Corporate bankruptcies in the United States rose in May, based on the latest reports, with the first five months of 2023 seeing the highest number of filings since 2010.
Consumer discretionary companies accounted for the most number of bankruptcy filings so far this year, with 37 filings in the sector. This was followed by industrials with 31 bankruptcy filings, healthcare with 25, financials with 22, and energy with 11 filings.
Consumer staples and information technology saw 10 corporate filings each. Communication services had six filings, while utilities, materials, and real estate sectors registered three each.
Rising Commercial Bankruptcies
According to a June 2 press release by the American Bankruptcy Institute (ABI), commercial Chapter 11 bankruptcy filings rose by 105 percent in May 2023 from a year back.Chapter 11 filings for May 2023 came in at 680, up from 332 filings in May 2022, ABI said, citing data from partner Epiq Bankruptcy, the leading provider of U.S. bankruptcy filing data. Almost half of these filings were made by corporate subsidiaries.
Small business filings rose by 31 percent during this period to 149 in May 2023. Meanwhile, overall commercial filings also jumped 31 percent to 2,324.

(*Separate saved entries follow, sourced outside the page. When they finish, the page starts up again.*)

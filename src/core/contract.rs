//! Rental contract rendering.
//!
//! [`ContractData`] gathers everything printed on the contract from a rental and its
//! related rows; [`render_contract`] lays it out on a single A4 page.

use crate::{
    config::settings::CompanySettings,
    core::{
        format::{format_currency, format_date, format_timestamp},
        rental::RentalDetails,
    },
    errors::Result,
};
use chrono::{DateTime, NaiveDate, Utc};
use printpdf::{
    BuiltinFont, Color, IndirectFontRef, Line, Mm, PdfDocument, PdfLayerReference, Point, Rgb,
};
use std::path::{Path, PathBuf};
use unicode_normalization::UnicodeNormalization;

const NOT_INFORMED: &str = "Não informado";

const A4_WIDTH_MM: f32 = 210.0;
const A4_HEIGHT_MM: f32 = 297.0;
const PT_PER_MM: f32 = 72.0 / 25.4;

// Advance widths (1/1000 em) of Helvetica for ASCII 0x20..=0x7E. The built-in faces
// carry no metrics, so centred runs are measured here. Accented letters share the
// width of their base letter.
const HELVETICA_WIDTHS: [u16; 95] = [
    278, 278, 355, 556, 556, 889, 667, 191, 333, 333, 389, 584, 278, 333, 278, 278, // ' '../
    556, 556, 556, 556, 556, 556, 556, 556, 556, 556, 278, 278, 584, 584, 584, 556, // 0..?
    1015, 667, 667, 722, 722, 667, 611, 778, 722, 278, 500, 667, 556, 833, 722, 778, // @..O
    667, 778, 722, 667, 611, 722, 667, 944, 667, 667, 611, 278, 278, 278, 469, 556, // P.._
    333, 556, 556, 500, 556, 556, 278, 556, 556, 222, 222, 500, 222, 833, 556, 556, // `..o
    556, 556, 333, 500, 278, 556, 500, 722, 500, 500, 500, 334, 260, 334, 584, // p..~
];

/// 8-bit RGB channels.
type Shade = (u8, u8, u8);

const BLACK: Shade = (0, 0, 0);
const BRAND_CYAN: Shade = (0, 229, 255);
const TITLE_GRAY: Shade = (100, 100, 100);
const RULE_GRAY: Shade = (200, 200, 200);
const FOOTER_GRAY: Shade = (150, 150, 150);

/// Everything printed on a rental contract.
#[derive(Debug, Clone, PartialEq)]
pub struct ContractData {
    /// Header title
    pub company_name: String,
    /// Lessor line in the parties section
    pub lessor: String,
    /// Product name in the footer
    pub system_name: String,
    /// Lessee name
    pub customer_name: String,
    /// Lessee CPF
    pub customer_document: String,
    /// Lessee phone
    pub customer_phone: String,
    /// "Brand Model"
    pub vehicle: String,
    /// Model alone, used in the file name
    pub car_model: Option<String>,
    /// License plate
    pub license_plate: String,
    /// First day
    pub start_date: NaiveDate,
    /// Return day
    pub end_date: NaiveDate,
    /// Contract value
    pub total_amount: f64,
    /// Amount already paid
    pub paid_amount: f64,
    /// Main clauses, one bullet each
    pub clauses: Vec<String>,
    /// Generation time printed in the footer
    pub generated_at: DateTime<Utc>,
}

fn non_empty(value: &str) -> Option<&str> {
    let trimmed = value.trim();
    (!trimmed.is_empty()).then_some(trimmed)
}

impl ContractData {
    /// Collects contract fields from a rental, falling back to placeholders for
    /// anything missing.
    #[must_use]
    pub fn from_details(
        details: &RentalDetails,
        company: &CompanySettings,
        clauses: &[String],
        generated_at: DateTime<Utc>,
    ) -> Self {
        let rental = &details.rental;
        let customer = details.customer.as_ref();
        let car = details.car.as_ref();

        let customer_name = non_empty(&rental.customer_name)
            .or_else(|| customer.and_then(|c| non_empty(&c.full_name)))
            .unwrap_or("Cliente")
            .to_string();
        let customer_document = customer
            .and_then(|c| non_empty(&c.document_cpf))
            .unwrap_or(NOT_INFORMED)
            .to_string();
        let customer_phone = non_empty(&rental.customer_phone)
            .or_else(|| customer.and_then(|c| non_empty(&c.phone)))
            .unwrap_or(NOT_INFORMED)
            .to_string();

        let vehicle = car.map_or_else(
            || "Veículo".to_string(),
            |car| format!("{} {}", car.brand, car.model).trim().to_string(),
        );

        Self {
            company_name: company.name.clone(),
            lessor: company.legal_name.clone(),
            system_name: company.system_name.clone(),
            customer_name,
            customer_document,
            customer_phone,
            vehicle,
            car_model: car.map(|car| car.model.clone()),
            license_plate: car.map_or_else(|| "S/P".to_string(), |car| car.license_plate.clone()),
            start_date: rental.start_date,
            end_date: rental.end_date,
            total_amount: rental.total_amount,
            paid_amount: rental.paid_amount,
            clauses: clauses.to_vec(),
            generated_at,
        }
    }

    /// Download name for this contract.
    #[must_use]
    pub fn file_name(&self) -> String {
        contract_file_name(Some(&self.customer_name), self.car_model.as_deref())
    }
}

/// Width in millimetres of `text` set in regular Helvetica at `size` points.
#[must_use]
pub fn helvetica_width_mm(text: &str, size: f32) -> f32 {
    let units: u32 = text
        .chars()
        .map(|c| {
            let base = c.nfd().next().unwrap_or(c);
            usize::try_from(u32::from(base))
                .ok()
                .and_then(|code| code.checked_sub(0x20))
                .and_then(|index| HELVETICA_WIDTHS.get(index))
                .map_or(556, |width| u32::from(*width))
        })
        .sum();
    // Sums of glyph widths stay far below f32 precision limits
    #[allow(clippy::cast_precision_loss)]
    let points = units as f32 * size / 1000.0;
    points / PT_PER_MM
}

fn color((r, g, b): Shade) -> Color {
    let channel = |c: u8| f32::from(c) / 255.0;
    Color::Rgb(Rgb::new(channel(r), channel(g), channel(b), None))
}

/// One A4 page measured in millimetres from the top-left corner.
struct Sheet {
    layer: PdfLayerReference,
    regular: IndirectFontRef,
    bold: IndirectFontRef,
}

impl Sheet {
    fn text(&self, x: f32, y: f32, text: &str, bold: bool, size: f32, shade: Shade) {
        let font = if bold { &self.bold } else { &self.regular };
        self.layer.set_fill_color(color(shade));
        self.layer.use_text(text, size, Mm(x), Mm(A4_HEIGHT_MM - y), font);
    }

    fn centered(&self, y: f32, text: &str, size: f32, shade: Shade) {
        let x = (A4_WIDTH_MM - helvetica_width_mm(text, size)) / 2.0;
        self.text(x, y, text, false, size, shade);
    }

    fn line(&self, x1: f32, x2: f32, y: f32, shade: Shade) {
        let y = Mm(A4_HEIGHT_MM - y);
        self.layer.set_outline_color(color(shade));
        self.layer.set_outline_thickness(0.57);
        self.layer.add_line(Line {
            points: vec![
                (Point::new(Mm(x1), y), false),
                (Point::new(Mm(x2), y), false),
            ],
            is_closed: false,
        });
    }

    fn section(&self, y: f32, title: &str, lines: &[String]) {
        self.text(20.0, y, title, true, 12.0, BLACK);
        let mut line_y = y;
        for line in lines {
            line_y += 7.0;
            self.text(25.0, line_y, line, false, 12.0, BLACK);
        }
    }
}

/// Renders the contract as a single-page A4 PDF.
pub fn render_contract(data: &ContractData) -> Result<Vec<u8>> {
    let (doc, page, layer) = PdfDocument::new(
        format!("Contrato - {}", data.customer_name),
        Mm(A4_WIDTH_MM),
        Mm(A4_HEIGHT_MM),
        "Contrato",
    );
    let sheet = Sheet {
        layer: doc.get_page(page).get_layer(layer),
        regular: doc.add_builtin_font(BuiltinFont::Helvetica)?,
        bold: doc.add_builtin_font(BuiltinFont::HelveticaBold)?,
    };

    sheet.centered(20.0, &data.company_name, 22.0, BRAND_CYAN);
    sheet.centered(30.0, "CONTRATO DE LOCAÇÃO DE VEÍCULO", 14.0, TITLE_GRAY);
    sheet.line(20.0, A4_WIDTH_MM - 20.0, 35.0, RULE_GRAY);

    sheet.section(
        45.0,
        "1. AS PARTES",
        &[
            format!("LOCADORA: {}", data.lessor),
            format!("LOCATÁRIO: {}", data.customer_name),
            format!("DOCUMENTO: {}", data.customer_document),
            format!("CONTATO: {}", data.customer_phone),
        ],
    );
    sheet.section(
        85.0,
        "2. O VEÍCULO",
        &[
            format!("MODELO/MARCA: {}", data.vehicle),
            format!("PLACA: {}", data.license_plate),
        ],
    );
    sheet.section(
        110.0,
        "3. PRAZO E VALORES",
        &[
            format!("INÍCIO: {}", format_date(data.start_date)),
            format!("TÉRMINO: {}", format_date(data.end_date)),
            format!("VALOR TOTAL: {}", format_currency(data.total_amount)),
            format!("VALOR PAGO: {}", format_currency(data.paid_amount)),
        ],
    );

    sheet.text(20.0, 150.0, "4. CLÁUSULAS PRINCIPAIS", true, 12.0, BLACK);
    let mut clause_y = 157.0;
    for clause in &data.clauses {
        sheet.text(25.0, clause_y, &format!("• {clause}"), false, 10.0, BLACK);
        clause_y += 6.0;
    }

    sheet.line(25.0, 90.0, 240.0, BLACK);
    sheet.text(35.0, 245.0, "Assinatura Locadora", false, 12.0, BLACK);
    sheet.line(120.0, 185.0, 240.0, BLACK);
    sheet.text(130.0, 245.0, "Assinatura Locatário", false, 12.0, BLACK);

    sheet.centered(
        285.0,
        &format!(
            "Gerado em: {} - {}",
            format_timestamp(data.generated_at),
            data.system_name
        ),
        8.0,
        FOOTER_GRAY,
    );

    Ok(doc.save_to_bytes()?)
}

/// Strips combining marks after canonical decomposition (`é` → `e`, `ř` → `r`).
#[must_use]
pub fn strip_accents(text: &str) -> String {
    text.nfd()
        .filter(|c| !('\u{0300}'..='\u{036F}').contains(c))
        .collect()
}

fn file_name_part(value: Option<&str>, fallback: &str) -> String {
    strip_accents(value.and_then(non_empty).unwrap_or(fallback))
        .chars()
        .map(|c| if c.is_ascii_alphanumeric() { c.to_ascii_lowercase() } else { '_' })
        .collect()
}

/// Safe download name: `contrato_<customer>_<car model>.pdf`.
///
/// Accents are stripped, anything else outside `[a-z0-9]` becomes `_`.
#[must_use]
pub fn contract_file_name(customer_name: Option<&str>, car_model: Option<&str>) -> String {
    format!(
        "contrato_{}_{}.pdf",
        file_name_part(customer_name, "Cliente"),
        file_name_part(car_model, "Carro")
    )
}

/// Writes a rendered contract into `dir`, creating it if needed.
pub async fn save_contract(dir: &Path, file_name: &str, bytes: &[u8]) -> Result<PathBuf> {
    tokio::fs::create_dir_all(dir).await?;
    let path = dir.join(file_name);
    tokio::fs::write(&path, bytes).await?;
    tracing::info!(path = %path.display(), "Contract saved to disk");
    Ok(path)
}

#[cfg(test)]
mod tests {
    #![allow(clippy::unwrap_used)]
    use super::*;
    use crate::config::settings::ContractSettings;
    use crate::test_utils::*;
    use chrono::TimeZone;

    fn generated_at() -> DateTime<Utc> {
        Utc.with_ymd_and_hms(2024, 1, 2, 15, 30, 0).unwrap()
    }

    #[test]
    fn test_contract_file_name() {
        assert_eq!(
            contract_file_name(Some("José Álvares"), Some("Civic")),
            "contrato_jose_alvares_civic.pdf"
        );
        assert_eq!(
            contract_file_name(Some("Ana M. O'Neil"), Some("HB20 1.0")),
            "contrato_ana_m__o_neil_hb20_1_0.pdf"
        );
        assert_eq!(contract_file_name(None, Some(" ")), "contrato_cliente_carro.pdf");
    }

    #[test]
    fn test_contract_file_name_strips_every_combining_mark() {
        assert_eq!(
            contract_file_name(Some("Antonín Dvořák"), Some("Škoda Fabia")),
            "contrato_antonin_dvorak_skoda_fabia.pdf"
        );
        assert_eq!(
            contract_file_name(Some("Zoë Őrsi"), Some("Citroën C3")),
            "contrato_zoe_orsi_citroen_c3.pdf"
        );
    }

    #[test]
    fn test_strip_accents() {
        assert_eq!(strip_accents("Conceição Müller"), "Conceicao Muller");
        assert_eq!(strip_accents("Łódź"), "Łodz");
    }

    #[test]
    fn test_accented_text_measures_like_its_base_letters() {
        assert!(
            (helvetica_width_mm("LOCAÇÃO DE VEÍCULO", 14.0) - helvetica_width_mm("LOCACAO DE VEICULO", 14.0))
                .abs()
                < f32::EPSILON
        );
        // "AB" is 667 + 667 units
        let expected = 1334.0 * 10.0 / 1000.0 / PT_PER_MM;
        assert!((helvetica_width_mm("AB", 10.0) - expected).abs() < 1e-4);
    }

    /// Content-stream form of a WinAnsi text run, as written by the PDF serializer.
    fn shown_text(text: &str) -> String {
        let hex: String = text
            .chars()
            .map(|c| format!("{:02X}", u32::from(c)))
            .collect();
        format!("<{hex}> Tj")
    }

    #[tokio::test]
    async fn test_contract_from_rental() -> Result<()> {
        let (db, customer, car) = setup_with_customer_and_car().await?;
        let rental = create_test_rental(&db, customer.id, car.id).await?;
        let details = crate::core::rental::get_rental_details(&db, rental.id).await?;

        let clauses = ContractSettings::default().clauses;
        let data = ContractData::from_details(
            &details,
            &CompanySettings::default(),
            &clauses,
            generated_at(),
        );
        assert_eq!(data.customer_name, customer.full_name);
        assert_eq!(data.customer_document, customer.document_cpf);
        assert_eq!(data.vehicle, "Fiat Cronos");
        assert_eq!(data.license_plate, car.license_plate);
        assert_eq!(data.clauses.len(), 4);
        assert_eq!(data.file_name(), "contrato_joao_silva_cronos.pdf");

        let bytes = render_contract(&data)?;
        let text = String::from_utf8_lossy(&bytes);
        assert!(bytes.starts_with(b"%PDF-"));
        assert!(text.contains("/Helvetica-Bold"));
        assert!(text.contains(&shown_text("1. AS PARTES")));
        assert!(text.contains(&shown_text("LOCATÁRIO: João Silva")));
        assert!(text.contains(&shown_text("VALOR TOTAL: R$ 300,00")));
        assert!(text.contains(&shown_text(
            "Gerado em: 02/01/2024 15:30 - ORA Cars Management System"
        )));
        Ok(())
    }

    #[test]
    fn test_contract_placeholders_without_relations() {
        let details = RentalDetails {
            rental: crate::entities::rental::Model {
                id: 1,
                customer_id: 1,
                car_id: 1,
                customer_name: String::new(),
                customer_phone: String::new(),
                start_date: date(2024, 1, 1),
                end_date: date(2024, 1, 2),
                total_amount: 100.0,
                paid_amount: 0.0,
                status: crate::entities::RentalStatus::Active,
                created_at: generated_at(),
            },
            car: None,
            customer: None,
        };

        let data = ContractData::from_details(&details, &CompanySettings::default(), &[], generated_at());
        assert_eq!(data.customer_name, "Cliente");
        assert_eq!(data.customer_document, NOT_INFORMED);
        assert_eq!(data.customer_phone, NOT_INFORMED);
        assert_eq!(data.vehicle, "Veículo");
        assert_eq!(data.license_plate, "S/P");
        assert_eq!(data.file_name(), "contrato_cliente_carro.pdf");
    }

    #[tokio::test]
    async fn test_save_contract_writes_file() -> Result<()> {
        let dir = std::env::temp_dir().join(format!(
            "fleet-desk-contracts-{}",
            Utc::now().timestamp_micros()
        ));
        let path = save_contract(&dir, "contrato_a_b.pdf", b"%PDF-1.4").await?;
        assert_eq!(tokio::fs::read(&path).await?, b"%PDF-1.4");
        tokio::fs::remove_dir_all(&dir).await?;
        Ok(())
    }
}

“Rising interest rates, inflation, and elevated costs of borrowing can represent a daunting economic challenge to struggling families and businesses,” said ABI Executive Director Amy Quackenboss. “Amid these sustained economic pressures, bankruptcy provides financially distressed companies and households with access to a release valve.”
Bankruptcies and Recession
In a May 12 video on Twitter, researcher and economist Peter St Onge cited a UBS study stating that $10 million plus bankruptcies are now “running almost eight per week,” nearly double the peak level during the COVID-19 lockdowns.The worst of the bankruptcies don’t usually come early in a recession, he pointed out. Instead, they come a “year or two” into a recession. “And yet, here we are seeing them before the show even begins,” Onge said, indicating that a large number of bankruptcies are happening even though the United States is still to be hit by a recession.
Going by what happened during the 2008 financial crisis, “whatever happens in the first year of the crash, you’re in for three to four times more bankruptcies by the time it’s over.” Onge attributed the rise of recent bankruptcies to a key factor—“Banks aren’t lending.”
“That credit crunch means not only do we get bankruptcies like in any recession, on top of that, we get a lending wall that cuts off even the healthy businesses. Of course, their jobs go down with them.”
During the first quarter of 2023, U.S.-based employers announced 270,416 job cuts, which is a 396 percent increase compared to the 55,696 cuts in the first quarter of 2022. This is also the highest first-quarter job cut number since 2020, as well as the highest quarterly job cut since the third quarter of 2020.